Peru's Fujimori denies he's trying to gag the media
Reuters -- 22 December 1999
LIMA, Dec 22 (Reuters) - President Alberto Fujimori on Wednesday denied his government was pressuring the courts to prosecute opposition media figures amid growing concern that Peru is trying to gag the press ahead of elections.
In an unusual step, Fujimori spoke to radio reporters early on Wednesday morning after newspapers ran front page stories about a pair of court cases brought on the same day against leaders of the opposition media.
Newspapers carried reports over attempts by a judge, citing unpaid debts, to seize the printing presses of opposition daily Liberacion, which last week alleged Fujimori's top security advisor had received $2 million in suspicious payments.
The same day as the attempted seizure, judges ordered the arrest of Genero Delgado Parker, a television businessman, on charges related to financial irregularities.
In November, Delgado Parker accused the government of manipulating television stations by awarding lucrative state advertisements to pro-government programs.
``Since early morning these cases have worried me,'' Fujimori told reporters, denying that the government had tried to influence the judicial process. The cases involved purely judicial conflicts between business associates, he said.
Delgado Parker, a former owner of one of Peru's largest private TV stations, and Cesar Hildebrandt, editor of Liberacion, both accused Peru's intelligence services, headed by Vladimiro Montesinos, of manipulating the courts.
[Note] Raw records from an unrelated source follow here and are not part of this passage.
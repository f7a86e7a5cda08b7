//! Signal palette
//!
//! The fixed set of signals the game plays. Each signal has a tone and two
//! display intensities (lit while pressed, dimmed while released).

use rand::Rng;
use serde::{Deserialize, Serialize};

use crate::darken;

/// One of the colored, audible game signals
#[derive(Debug, Clone, Copy, PartialEq, Eq, Hash, Serialize, Deserialize)]
pub enum SignalId {
    Yellow,
    Red,
    Green,
    Blue,
}

/// Display and tone data for one signal
#[derive(Debug, Clone, Copy, PartialEq)]
pub struct SignalInfo {
    /// Tone frequency (Hz)
    pub frequency: f32,
    /// Color while pressed
    pub lit: [f32; 4],
}

const PALETTE: [SignalInfo; 4] = [
    SignalInfo { frequency: 252.0, lit: [1.0, 1.0, 0.0, 1.0] },
    SignalInfo { frequency: 310.0, lit: [1.0, 0.0, 0.0, 1.0] },
    SignalInfo { frequency: 415.0, lit: [0.0, 1.0, 0.0, 1.0] },
    SignalInfo { frequency: 209.0, lit: [0.0, 0.0, 1.0, 1.0] },
];

/// Released color is the lit color darkened twice
const DIM_FACTOR: f32 = 0.7;

impl SignalId {
    /// All signals in palette order
    pub const ALL: [SignalId; 4] = [SignalId::Yellow, SignalId::Red, SignalId::Green, SignalId::Blue];

    /// Palette ordinal
    #[inline]
    pub fn index(self) -> usize {
        self as usize
    }

    pub fn info(self) -> &'static SignalInfo {
        &PALETTE[self.index()]
    }

    pub fn frequency(self) -> f32 {
        self.info().frequency
    }

    pub fn pressed_color(self) -> [f32; 4] {
        self.info().lit
    }

    pub fn released_color(self) -> [f32; 4] {
        darken(darken(self.info().lit, DIM_FACTOR), DIM_FACTOR)
    }

    /// Uniform draw over the whole palette
    pub fn random<R: Rng>(rng: &mut R) -> Self {
        Self::ALL[rng.random_range(0..Self::ALL.len())]
    }

    pub fn as_str(&self) -> &'static str {
        match self {
            SignalId::Yellow => "Yellow",
            SignalId::Red => "Red",
            SignalId::Green => "Green",
            SignalId::Blue => "Blue",
        }
    }
}

impl std::fmt::Display for SignalId {
    fn fmt(&self, f: &mut std::fmt::Formatter<'_>) -> std::fmt::Result {
        f.write_str(self.as_str())
    }
}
Peru's attorney general is currently investigating Montesinos following the Liberacion report about multi-million dollar deposits into a Peruvian bank account he controls from unknown sources.
Rights groups accuse the government of using the courts to harass opposition media ahead of 2000 presidential elections, when Fujimori is widely expected to run for a third term.
Peru's much criticized rights record includes the government stripping Israeli-born Baruch Ivcher of his Peruvian citizenship in 1997 after his television station broadcast allegations of corruption in the military.
According to worldwide media rights monitor Freedom House, the region's press is ``not free'' only in Peru and Cuba. The New York-based Committee to Protect Journalists lists the Peruvian president as one of its top 10 enemies alongside leaders such as Cuba's Fidel Castro and Yugoslavia's Slobadan Milosevic.